● WORK REQUEST: The records that follow must be reproduced in full, exactly as written.

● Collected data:

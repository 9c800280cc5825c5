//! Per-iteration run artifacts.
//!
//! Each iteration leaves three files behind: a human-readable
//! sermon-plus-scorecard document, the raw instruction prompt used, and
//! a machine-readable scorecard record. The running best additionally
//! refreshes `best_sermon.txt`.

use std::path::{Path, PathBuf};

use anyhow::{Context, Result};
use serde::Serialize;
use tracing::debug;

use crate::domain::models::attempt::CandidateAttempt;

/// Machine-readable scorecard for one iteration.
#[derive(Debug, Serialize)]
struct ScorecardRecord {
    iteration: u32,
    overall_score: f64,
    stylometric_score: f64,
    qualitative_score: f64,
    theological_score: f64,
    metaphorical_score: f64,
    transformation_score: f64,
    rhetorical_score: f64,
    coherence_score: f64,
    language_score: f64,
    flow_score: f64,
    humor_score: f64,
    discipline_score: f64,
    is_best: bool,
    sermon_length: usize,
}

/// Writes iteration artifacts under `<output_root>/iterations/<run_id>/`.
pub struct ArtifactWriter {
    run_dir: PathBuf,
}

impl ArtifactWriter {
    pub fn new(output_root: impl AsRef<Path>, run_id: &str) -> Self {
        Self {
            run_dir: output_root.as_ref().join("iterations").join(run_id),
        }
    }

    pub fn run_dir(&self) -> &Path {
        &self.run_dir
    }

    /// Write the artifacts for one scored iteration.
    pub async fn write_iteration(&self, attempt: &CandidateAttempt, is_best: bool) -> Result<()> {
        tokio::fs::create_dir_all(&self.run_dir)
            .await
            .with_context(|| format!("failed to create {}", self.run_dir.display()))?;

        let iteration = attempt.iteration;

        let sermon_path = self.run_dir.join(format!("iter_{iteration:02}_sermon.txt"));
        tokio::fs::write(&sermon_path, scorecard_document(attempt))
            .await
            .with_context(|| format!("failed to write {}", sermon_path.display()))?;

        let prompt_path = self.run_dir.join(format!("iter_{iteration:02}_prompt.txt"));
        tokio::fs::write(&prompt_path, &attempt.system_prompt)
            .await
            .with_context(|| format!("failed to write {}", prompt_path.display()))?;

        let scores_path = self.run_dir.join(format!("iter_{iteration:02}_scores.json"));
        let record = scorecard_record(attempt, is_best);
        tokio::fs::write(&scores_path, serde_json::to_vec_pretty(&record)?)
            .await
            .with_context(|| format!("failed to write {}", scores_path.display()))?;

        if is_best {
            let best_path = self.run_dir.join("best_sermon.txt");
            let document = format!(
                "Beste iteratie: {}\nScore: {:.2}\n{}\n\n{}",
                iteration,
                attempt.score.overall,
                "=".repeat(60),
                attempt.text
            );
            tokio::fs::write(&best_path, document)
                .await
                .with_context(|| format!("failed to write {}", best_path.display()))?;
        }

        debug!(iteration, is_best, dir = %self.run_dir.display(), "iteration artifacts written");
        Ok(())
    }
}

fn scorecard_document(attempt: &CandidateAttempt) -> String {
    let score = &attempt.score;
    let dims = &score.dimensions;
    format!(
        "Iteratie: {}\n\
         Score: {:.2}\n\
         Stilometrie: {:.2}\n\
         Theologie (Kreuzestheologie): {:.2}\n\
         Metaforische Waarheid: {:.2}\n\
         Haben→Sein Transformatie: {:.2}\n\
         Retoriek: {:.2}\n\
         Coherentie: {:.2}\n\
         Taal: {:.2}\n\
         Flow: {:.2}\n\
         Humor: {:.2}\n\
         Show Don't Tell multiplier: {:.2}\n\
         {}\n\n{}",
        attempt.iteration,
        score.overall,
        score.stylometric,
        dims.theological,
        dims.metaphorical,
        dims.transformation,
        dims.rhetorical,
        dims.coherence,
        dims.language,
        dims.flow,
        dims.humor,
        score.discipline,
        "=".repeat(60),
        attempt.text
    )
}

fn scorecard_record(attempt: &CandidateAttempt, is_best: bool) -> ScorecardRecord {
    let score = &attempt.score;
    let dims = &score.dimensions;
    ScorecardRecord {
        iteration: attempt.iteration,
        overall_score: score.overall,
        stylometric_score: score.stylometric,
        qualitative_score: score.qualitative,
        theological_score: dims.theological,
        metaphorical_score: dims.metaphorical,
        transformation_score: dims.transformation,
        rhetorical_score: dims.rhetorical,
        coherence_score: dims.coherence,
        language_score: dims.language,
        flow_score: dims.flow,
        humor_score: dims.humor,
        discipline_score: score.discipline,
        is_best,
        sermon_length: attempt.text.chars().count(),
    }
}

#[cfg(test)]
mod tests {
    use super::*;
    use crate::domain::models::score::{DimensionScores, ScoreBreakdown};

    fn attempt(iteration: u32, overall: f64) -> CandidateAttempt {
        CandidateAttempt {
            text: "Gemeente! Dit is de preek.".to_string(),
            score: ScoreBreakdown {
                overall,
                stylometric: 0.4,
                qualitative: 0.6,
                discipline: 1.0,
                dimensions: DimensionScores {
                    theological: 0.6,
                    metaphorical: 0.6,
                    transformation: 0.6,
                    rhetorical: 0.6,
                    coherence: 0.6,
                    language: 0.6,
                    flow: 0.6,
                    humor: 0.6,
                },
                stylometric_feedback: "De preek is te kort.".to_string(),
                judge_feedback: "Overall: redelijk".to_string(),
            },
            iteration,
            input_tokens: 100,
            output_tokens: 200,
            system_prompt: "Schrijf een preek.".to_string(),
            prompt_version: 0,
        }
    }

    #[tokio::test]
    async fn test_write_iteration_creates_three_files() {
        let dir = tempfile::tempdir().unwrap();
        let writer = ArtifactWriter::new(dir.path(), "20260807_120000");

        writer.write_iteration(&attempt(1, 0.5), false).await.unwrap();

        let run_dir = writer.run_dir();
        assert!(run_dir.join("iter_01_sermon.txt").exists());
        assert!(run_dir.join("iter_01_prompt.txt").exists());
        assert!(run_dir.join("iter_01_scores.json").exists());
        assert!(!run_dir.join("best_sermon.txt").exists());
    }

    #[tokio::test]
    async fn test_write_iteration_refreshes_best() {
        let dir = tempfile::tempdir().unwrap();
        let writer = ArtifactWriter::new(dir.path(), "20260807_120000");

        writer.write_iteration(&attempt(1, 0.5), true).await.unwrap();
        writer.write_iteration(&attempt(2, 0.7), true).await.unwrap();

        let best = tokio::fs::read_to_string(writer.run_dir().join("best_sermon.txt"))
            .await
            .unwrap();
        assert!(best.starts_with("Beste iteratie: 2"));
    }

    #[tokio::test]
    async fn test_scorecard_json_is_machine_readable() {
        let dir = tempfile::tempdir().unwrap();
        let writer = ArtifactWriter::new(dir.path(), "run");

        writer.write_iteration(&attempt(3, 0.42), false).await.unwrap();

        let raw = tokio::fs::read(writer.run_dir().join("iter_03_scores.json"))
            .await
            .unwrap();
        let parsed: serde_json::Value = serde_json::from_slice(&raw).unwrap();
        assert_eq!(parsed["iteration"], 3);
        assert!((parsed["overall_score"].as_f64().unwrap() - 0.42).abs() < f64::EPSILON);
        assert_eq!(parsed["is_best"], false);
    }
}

● COMPLETED EXERCISE:
repository 9c800280cc5825c5
//! Per-iteration run artifacts.
//!
//! Each iteration leaves three files behind: a human-readable
//! sermon-plus-scorecard document, the raw instruction prompt used, and
//! a machine-readable scorecard record. The running best additionally
//! refreshes `best_sermon.txt`.

use std::path::{Path, PathBuf};

use anyhow::{Context, Result};
use serde::Serialize;
use tracing::debug;

use crate::domain::models::attempt::CandidateAttempt;

/// Machine-readable scorecard for one iteration.
#[derive(Debug, Serialize)]
struct ScorecardRecord {
    iteration: u32,
    overall_score: f64,
    stylometric_score: f64,
    qualitative_score: f64,
    theological_score: f64,
    metaphorical_score: f64,
    transformation_score: f64,
    rhetorical_score: f64,
    coherence_score: f64,
    language_score: f64,
    flow_score: f64,
    humor_score: f64,
    discipline_score: f64,
    is_best: bool,
    sermon_length: usize,
}

/// Writes iteration artifacts under `<output_root>/iterations/<run_id>/`.
pub struct ArtifactWriter {
    run_dir: PathBuf,
}

impl ArtifactWriter {
    pub fn new(output_root: impl AsRef<Path>, run_id: &str) -> Self {
        Self {
            run_dir: output_root.as_ref().join("iterations").join(run_id),
        }
    }

    pub fn run_dir(&self) -> &Path {
        &self.run_dir
    }

    /// Write the artifacts for one scored iteration.
    pub async fn write_iteration(&self, attempt: &CandidateAttempt, is_best: bool) -> Result<()> {
        tokio::fs::create_dir_all(&self.run_dir)
            .await
            .with_context(|| format!("failed to create {}", self.run_dir.display()))?;

        let iteration = attempt.iteration;

        let sermon_path = self.run_dir.join(format!("iter_{iteration:02}_sermon.txt"));
        tokio::fs::write(&sermon_path, scorecard_document(attempt))
            .await
            .with_context(|| format!("failed to write {}", sermon_path.display()))?;

        let prompt_path = self.run_dir.join(format!("iter_{iteration:02}_prompt.txt"));
        tokio::fs::write(&prompt_path, &attempt.system_prompt)
            .await
            .with_context(|| format!("failed to write {}", prompt_path.display()))?;

        let scores_path = self.run_dir.join(format!("iter_{iteration:02}_scores.json"));
        let record = scorecard_record(attempt, is_best);
        tokio::fs::write(&scores_path, serde_json::to_vec_pretty(&record)?)
            .await
            .with_context(|| format!("failed to write {}", scores_path.display()))?;

        if is_best {
            let best_path = self.run_dir.join("best_sermon.txt");
            let document = format!(
                "Beste iteratie: {}\nScore: {:.2}\n{}\n\n{}",
                iteration,
                attempt.score.overall,
                "=".repeat(60),
                attempt.text
            );
            tokio::fs::write(&best_path, document)
                .await
                .with_context(|| format!("failed to write {}", best_path.display()))?;
        }

        debug!(iteration, is_best, dir = %self.run_dir.display(), "iteration artifacts written");
        Ok(())
    }
}

fn scorecard_document(attempt: &CandidateAttempt) -> String {
    let score = &attempt.score;
    let dims = &score.dimensions;
    format!(
        "Iteratie: {}\n\
         Score: {:.2}\n\
         Stilometrie: {:.2}\n\
         Theologie (Kreuzestheologie): {:.2}\n\
         Metaforische Waarheid: {:.2}\n\
         Haben→Sein Transformatie: {:.2}\n\
         Retoriek: {:.2}\n\
         Coherentie: {:.2}\n\
         Taal: {:.2}\n\
         Flow: {:.2}\n\
         Humor: {:.2}\n\
         Show Don't Tell multiplier: {:.2}\n\
         {}\n\n{}",
        attempt.iteration,
        score.overall,
        score.stylometric,
        dims.theological,
        dims.metaphorical,
        dims.transformation,
        dims.rhetorical,
        dims.coherence,
        dims.language,
        dims.flow,
        dims.humor,
        score.discipline,
        "=".repeat(60),
        attempt.text
    )
}

fn scorecard_record(attempt: &CandidateAttempt, is_best: bool) -> ScorecardRecord {
    let score = &attempt.score;
    let dims = &score.dimensions;
    ScorecardRecord {
        iteration: attempt.iteration,
        overall_score: score.overall,
        stylometric_score: score.stylometric,
        qualitative_score: score.qualitative,
        theological_score: dims.theological,
        metaphorical_score: dims.metaphorical,
        transformation_score: dims.transformation,
        rhetorical_score: dims.rhetorical,
        coherence_score: dims.coherence,
        language_score: dims.language,
        flow_score: dims.flow,
        humor_score: dims.humor,
        discipline_score: score.discipline,
        is_best,
        sermon_length: attempt.text.chars().count(),
    }
}

#[cfg(test)]
mod tests {
    use super::*;
    use crate::domain::models::score::{DimensionScores, ScoreBreakdown};

    fn attempt(iteration: u32, overall: f64) -> CandidateAttempt {
        CandidateAttempt {
            text: "Gemeente! Dit is de preek.".to_string(),
            score: ScoreBreakdown {
                overall,
                stylometric: 0.4,
                qualitative: 0.6,
                discipline: 1.0,
                dimensions: DimensionScores {
                    theological: 0.6,
                    metaphorical: 0.6,
                    transformation: 0.6,
                    rhetorical: 0.6,
                    coherence: 0.6,
                    language: 0.6,
                    flow: 0.6,
                    humor: 0.6,
                },
                stylometric_feedback: "De preek is te kort.".to_string(),
                judge_feedback: "Overall: redelijk".to_string(),
            },
            iteration,
            input_tokens: 100,
            output_tokens: 200,
            system_prompt: "Schrijf een preek.".to_string(),
            prompt_version: 0,
        }
    }

    #[tokio::test]
    async fn test_write_iteration_creates_three_files() {
        let dir = tempfile::tempdir().unwrap();
        let writer = ArtifactWriter::new(dir.path(), "20260807_120000");

        writer.write_iteration(&attempt(1, 0.5), false).await.unwrap();

        let run_dir = writer.run_dir();
        assert!(run_dir.join("iter_01_sermon.txt").exists());
        assert!(run_dir.join("iter_01_prompt.txt").exists());
        assert!(run_dir.join("iter_01_scores.json").exists());
        assert!(!run_dir.join("best_sermon.txt").exists());
    }

    #[tokio::test]
    async fn test_write_iteration_refreshes_best() {
        let dir = tempfile::tempdir().unwrap();
        let writer = ArtifactWriter::new(dir.path(), "20260807_120000");

        writer.write_iteration(&attempt(1, 0.5), true).await.unwrap();
        writer.write_iteration(&attempt(2, 0.7), true).await.unwrap();

        let best = tokio::fs::read_to_string(writer.run_dir().join("best_sermon.txt"))
            .await
            .unwrap();
        assert!(best.starts_with("Beste iteratie: 2"));
    }

    #[tokio::test]
    async fn test_scorecard_json_is_machine_readable() {
        let dir = tempfile::tempdir().unwrap();
        let writer = ArtifactWriter::new(dir.path(), "run");

        writer.write_iteration(&attempt(3, 0.42), false).await.unwrap();

        let raw = tokio::fs::read(writer.run_dir().join("iter_03_scores.json"))
            .await
            .unwrap();
        let parsed: serde_json::Value = serde_json::from_slice(&raw).unwrap();
        assert_eq!(parsed["iteration"], 3);
        assert!((parsed["overall_score"].as_f64().unwrap() - 0.42).abs() < f64::EPSILON);
        assert_eq!(parsed["is_best"], false);
    }
}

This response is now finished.